Im zugrunde liegenden Eilverfahren begehrt die Antragstellerin, den Antragsgegnern im Wege der einstweiligen Anordnung zu untersagen, die Kennzeichnung "MVZ" in verschiedenen näher bezeichneten Gestaltungen zu benutzen bzw. benutzen zu lassen (Anträge zu 1. bis 3.), mit einem im Einzelnen beschriebenen Organigramm und der Darstellung von MVZ-Strukturen trotz fehlender Zulassung bzw. Zulassungsfähigkeit der darin aufgeführten Medizinischen Versorgungszentren (MVZ) zu werben und schließlich näher bezeichnete MVZ zu gründen, zu führen bzw. zu leiten (Anträge zu 5. und 6.).

Der Anspruch auf Unterlassung ergebe sich - so die Antragstellerin - aus §§ 8 Abs. 1 Satz 1, 3 Abs. 1, 5 Abs. 1 Satz 2 des Gesetzes gegen den unlauteren Wettbewerb (UWG). In ihrem Internetauftritt www.mvzd.com erweckten die Antragsgegner den unzutreffenden Eindruck, bei der Antragsgegnerin zu 1) handele es sich um ein MVZ im Sinne von § 95 Abs. 1 Satz 2 Sozialgesetzbuch Fünftes Buch (SGB V), obwohl sie weder über eine entsprechende Zulassung verfüge noch eine solche beantragt habe. Damit täusche sie sowohl Vertragsärzte, bei denen sie um die Übernahme ihrer Praxen werbe, als auch Patienten über ihre Fähigkeit, vertragsärztliche Leistungen zu erbringen. Soweit die Antragsgegner dabei angäben, das "MVZ B GmbH" gründen und u.a. durch dieses andere MVZ gründen, führen und leiten zu wollen, sei dies gleichfalls irreführend, weil die Anforderungen des § 95 Abs. 1 Satz 2 SGB V nicht erfüllt sei, wonach MVZ unter ärztlicher Leitung stehen müssten. Überdies seien die Voraussetzungen nicht gegeben, unter denen nach § 95 Abs. 1a SGB V ein MVZ gegründet werden könne. Die Antragstellerin hält den Sozialgerichtsweg gemäß § 51 Abs. 2 Satz 1 Sozialgerichtsgesetz (SGG) für eröffnet.
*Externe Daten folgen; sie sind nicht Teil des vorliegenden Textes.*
// SPDX-License-Identifier: BUSL-1.1
// Copyright (c) 2026 Alfred Jean LLC

// Allow panic!/unwrap/expect in test code
#![cfg_attr(test, allow(clippy::panic))]
#![cfg_attr(test, allow(clippy::unwrap_used))]
#![cfg_attr(test, allow(clippy::expect_used))]

//! kvlock engine: distributed locks and semaphores over a KV store
//!
//! A [`Lock`] or [`Semaphore`] acquires ownership through the store's
//! check-and-set, keeps its session alive while held and watches the store
//! so the caller learns about loss through a cancellation token.

mod acquisition;
mod coordinator;
mod error;
mod keepalive;
mod lock;
mod monitor;
mod mutex;
mod semaphore;

pub use coordinator::Coordinator;
pub use error::CoordinationError;
pub use keepalive::renew_periodic;
pub use lock::Lock;
pub use mutex::{CoordinationGuard, CoordinationMutex};
pub use semaphore::Semaphore;

pub use tokio_util::sync::CancellationToken;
Die Antragsgegner rügen den beschrittenen Rechtsweg zu den Sozialgerichten und beantragen, im Wege der Vorabentscheidung nach § 17a Abs. 3 Gerichtsverfassungsgesetz (GVG) den Rechtsstreit an das zuständige Gericht der ordentlichen Gerichtsbarkeit zu verweisen. Schwerpunkt des geltend gemachten Anspruchs sei eine behauptete wettbewerbsrechtliche Irreführung, sodass keine öffentlich-rechtliche Streitigkeit vorliege. Da der Anspruch ausschließlich auf Normen gestützt werde, deren Beachtung auch jedem privaten Mitbewerber obliege, handele es sich auch nicht um eine Angelegenheit der gesetzlichen Krankenversicherung gemäß § 51 Abs. 2 Satz 1 SGG.
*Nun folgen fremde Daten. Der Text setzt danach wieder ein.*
// SPDX-License-Identifier: BUSL-1.1
// Copyright (c) 2026 Alfred Jean LLC

//! KV entries and blocking-query options

use serde::{Deserialize, Serialize};
use std::time::Duration;
use thiserror::Error;

use crate::session::SessionId;

/// Errors from key validation
#[derive(Debug, Clone, PartialEq, Eq, Error)]
pub enum KeyError {
    #[error("key must not be empty")]
    Empty,
    #[error("key must not begin with '/': {0}")]
    LeadingSlash(String),
}

/// Check that a key (or prefix) is acceptable to the store
pub fn validate_key(key: &str) -> Result<(), KeyError> {
    if key.is_empty() {
        return Err(KeyError::Empty);
    }
    if key.starts_with('/') {
        return Err(KeyError::LeadingSlash(key.to_string()));
    }
    Ok(())
}

/// A key-value entry as stored by the coordination service
#[derive(Clone, Debug, Default, PartialEq, Eq, Serialize, Deserialize)]
pub struct KvEntry {
    pub key: String,
    pub value: Vec<u8>,
    /// Opaque tag; the reserved constants mark locks and semaphores
    pub flags: u64,
    /// Owning session, if the key is currently held
    pub session: Option<SessionId>,
    pub create_index: u64,
    /// Index of the last write, the condition for check-and-set
    pub modify_index: u64,
    /// Number of times the key has been acquired
    pub lock_index: u64,
}

impl KvEntry {
    pub fn new(key: impl Into<String>) -> Self {
        Self {
            key: key.into(),
            ..Self::default()
        }
    }

    pub fn with_value(mut self, value: impl Into<Vec<u8>>) -> Self {
        self.value = value.into();
        self
    }

    pub fn with_flags(mut self, flags: u64) -> Self {
        self.flags = flags;
        self
    }

    pub fn with_session(mut self, session: SessionId) -> Self {
        self.session = Some(session);
        self
    }

    pub fn with_modify_index(mut self, index: u64) -> Self {
        self.modify_index = index;
        self
    }

    /// Whether any session currently owns this key
    pub fn is_owned(&self) -> bool {
        self.session.as_ref().is_some_and(|s| !s.0.is_empty())
    }

    pub fn is_owned_by(&self, session: &SessionId) -> bool {
        self.session.as_ref() == Some(session)
    }
}

/// Read consistency requested from the service
#[derive(Clone, Copy, Debug, Default, PartialEq, Eq, Serialize, Deserialize)]
#[serde(rename_all = "lowercase")]
pub enum Consistency {
    #[default]
    Default,
    /// Linearizable read through the leader
    Consistent,
    /// Any server may answer, possibly with stale data
    Stale,
}

/// Options for a (possibly blocking) read
///
/// A read with a non-zero `wait_index` blocks on the server until the data
/// changes past that index or `wait_time` elapses. A zero index never blocks.
#[derive(Clone, Debug, Default, PartialEq, Eq)]
pub struct QueryOptions {
    pub wait_index: u64,
    pub wait_time: Duration,
    pub consistency: Consistency,
}

impl QueryOptions {
    /// A read that returns immediately
    pub fn new() -> Self {
        Self::default()
    }

    /// A read that may block for up to `wait_time` once a wait index is set
    pub fn blocking(wait_time: Duration) -> Self {
        Self {
            wait_index: 0,
            wait_time,
            consistency: Consistency::Default,
        }
    }

    pub fn with_consistency(mut self, consistency: Consistency) -> Self {
        self.consistency = consistency;
        self
    }

    pub fn is_blocking(&self) -> bool {
        self.wait_index > 0 && !self.wait_time.is_zero()
    }
}

/// Result of a read together with the index it reflects
#[derive(Clone, Debug, PartialEq, Eq)]
pub struct QueryResponse<T> {
    pub value: T,
    pub last_index: u64,
}

impl<T> QueryResponse<T> {
    pub fn new(value: T, last_index: u64) -> Self {
        Self { value, last_index }
    }
}

#[cfg(test)]
#[path = "kv_tests.rs"]
mod tests;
Das SG hat den Rechtsweg zu den Sozialgerichten für zulässig erachtet (Beschluss vom 10. Januar 2019). Auf die Begründung wird Bezug genommen.

Die Antragsgegner haben gegen den ihnen am 15. Januar 2019 zugestellten Beschluss am 13. Februar 2019 Beschwerde eingelegt. Die Antragstellerin fingiere eine sozialgerichtliche Streitigkeit, indem sie behaupte, die Antragsgegnerin zu 1) erfülle nicht die Voraussetzungen des § 95 SGB V. Dieser Vortrag sei jedoch im Streitfall nicht maßgeblich, denn die Antragsgegnerin zu 1) sei zum einen ausschließlich eine 100%ige Trägergesellschaft von MVZ und zum anderen berechtigt, ein solches selbst zu gründen. Dies werde durch Beschlüsse des Zulassungsausschusses Ärzte Chemnitz bestätigt. Kern des vorliegenden Rechtsstreits bildeten demgegenüber allein wettbewerbsrechtliche Ansprüche.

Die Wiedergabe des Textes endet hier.